Entenda-se ou não como conto, chame-se de narrativa curta ou qualquer outro nome, o fato é que “A Biblioteca de Babel”, de Borges, é um exercício de imaginação. A Biblioteca é o universo, e se não é infinita, a questão é irrelevante, já que seus limites são inacessíveis ao homem. Não há existência fora dela, ela abarca tudo. Lá estão os homens e todas as possibilidade de combinações de 25 símbolos (22 letras, espaço, ponto, vírgula) em livros de quatrocentos e dez páginas, com todos os idiomas e formas criptográficas possíveis, distribuídos em salas hexagonais que se comunicam por meio de pequenos vãos com outras salas hexagonais ao lado e acima, como uma colmeia perfeitamente geométrica e sem fim.
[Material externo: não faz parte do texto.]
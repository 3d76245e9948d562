//! On-disk snapshots of containers, one file per container.
//!
//! The host writes a snapshot of every container when it stops and reads
//! them back when it starts, so containers outlive a host restart.

use std::fs::{self, File};
use std::io::{BufWriter, Write};
use std::path::{Path, PathBuf};

use chrono::{DateTime, Utc};
use corral_common::error::{CorralError, Result};
use corral_common::types::{ContainerState, Handle, Properties};
use corral_pool::Allocation;
use serde::{Deserialize, Serialize};

/// Everything a Linux container needs to be rebuilt after a restart.
#[derive(Debug, Clone, PartialEq, Eq, Serialize, Deserialize)]
pub struct ContainerSnapshot {
    /// Resources bound to the container.
    pub allocation: Allocation,
    /// Root filesystem location.
    pub rootfs: String,
    /// Labels attached at creation.
    #[serde(default)]
    pub properties: Properties,
    /// Grace time in seconds.
    #[serde(default)]
    pub grace_time_secs: Option<u64>,
    /// State when the snapshot was taken.
    pub state: ContainerState,
    /// Host pid of the container's init process, if it was running.
    #[serde(default)]
    pub init_pid: Option<i32>,
    /// When the container was created.
    pub created_at: DateTime<Utc>,
}

/// Path of the snapshot file for `handle` under `dir`.
pub fn path_for(dir: &Path, handle: &Handle) -> PathBuf {
    dir.join(handle.as_str())
}

/// Writes a snapshot file by handing a buffered writer to `write`.
///
/// # Errors
///
/// Returns an `Io` error if the file cannot be created or flushed, or
/// whatever `write` returns; the file is removed in that case.
pub fn write_file(
    dir: &Path,
    handle: &Handle,
    write: impl FnOnce(&mut dyn Write) -> Result<()>,
) -> Result<PathBuf> {
    fs::create_dir_all(dir).map_err(|e| CorralError::io(dir, e))?;
    let path = path_for(dir, handle);
    let file = File::create(&path).map_err(|e| CorralError::io(&path, e))?;
    let mut out = BufWriter::new(file);
    if let Err(e) = write(&mut out) {
        drop(out);
        let _ = fs::remove_file(&path);
        return Err(e);
    }
    out.flush().map_err(|e| CorralError::io(&path, e))?;
    Ok(path)
}

/// Lists the snapshot files under `dir`, sorted by name. A missing
/// directory holds no snapshots.
///
/// # Errors
///
/// Returns an `Io` error if the directory exists but cannot be read.
pub fn list(dir: &Path) -> Result<Vec<PathBuf>> {
    let entries = match fs::read_dir(dir) {
        Ok(entries) => entries,
        Err(e) if e.kind() == std::io::ErrorKind::NotFound => return Ok(Vec::new()),
        Err(e) => return Err(CorralError::io(dir, e)),
    };
    let mut files = Vec::new();
    for entry in entries {
        let entry = entry.map_err(|e| CorralError::io(dir, e))?;
        if entry.file_type().map_err(|e| CorralError::io(entry.path(), e))?.is_file() {
            files.push(entry.path());
        }
    }
    files.sort();
    Ok(files)
}

#[cfg(test)]
mod tests {
    use super::*;

    #[test]
    fn missing_directory_is_empty() {
        let dir = tempfile::tempdir().unwrap();
        assert!(list(&dir.path().join("absent")).unwrap().is_empty());
    }

    #[test]
    fn written_files_are_listed_in_order() {
        let dir = tempfile::tempdir().unwrap();
        for name in ["b", "a"] {
            let _ = write_file(dir.path(), &Handle::new(name), |out| {
                out.write_all(b"{}").map_err(|e| CorralError::io("snapshot", e))
            })
            .unwrap();
        }
        fs::create_dir(dir.path().join("not-a-snapshot")).unwrap();
        let files = list(dir.path()).unwrap();
        assert_eq!(files, vec![dir.path().join("a"), dir.path().join("b")]);
    }
}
A grandiosidade do universo é melhor percebida na morte: a sepultuta dos homens ocorre no “ar insondável”, ao vento da queda do corpo no fosso que atravessa as colunas de hexágonos e nunca termina: “mi cuerpo se hundirá largamente y se corromperá y disolverá en el viento engendrado por la caída, que es infinita”. Borges aproveita sua Biblioteca para lançar outras imagens geniais, como a idéia do “livro cíclico de Deus”, cuja lombada envolve uma sala circular, ou do livro de folhas de espessura infinitesimal que poderia conter todos os livros; a idéia do falso predomínio do caos e da falta de sentido sobre a plausibilidade (já que mesmo a esmagadora maioria dos livros com combinações aparentemente aleatórias podem fazer sentido em linguagens que não dominamos, não havendo “un solo disparate absoluto”); “las interpolaciones de cada libro en todos los libros”; a busca pelos homens do livro sobre seu futuro entre tantos livros sem sentido e tantas biografias futuras falsas de si mesmo; a busca do livro que revela a origem do Universo/Biblioteca; a busca do livro que “sea la cifra y el compendio perfecto de todos los demás”...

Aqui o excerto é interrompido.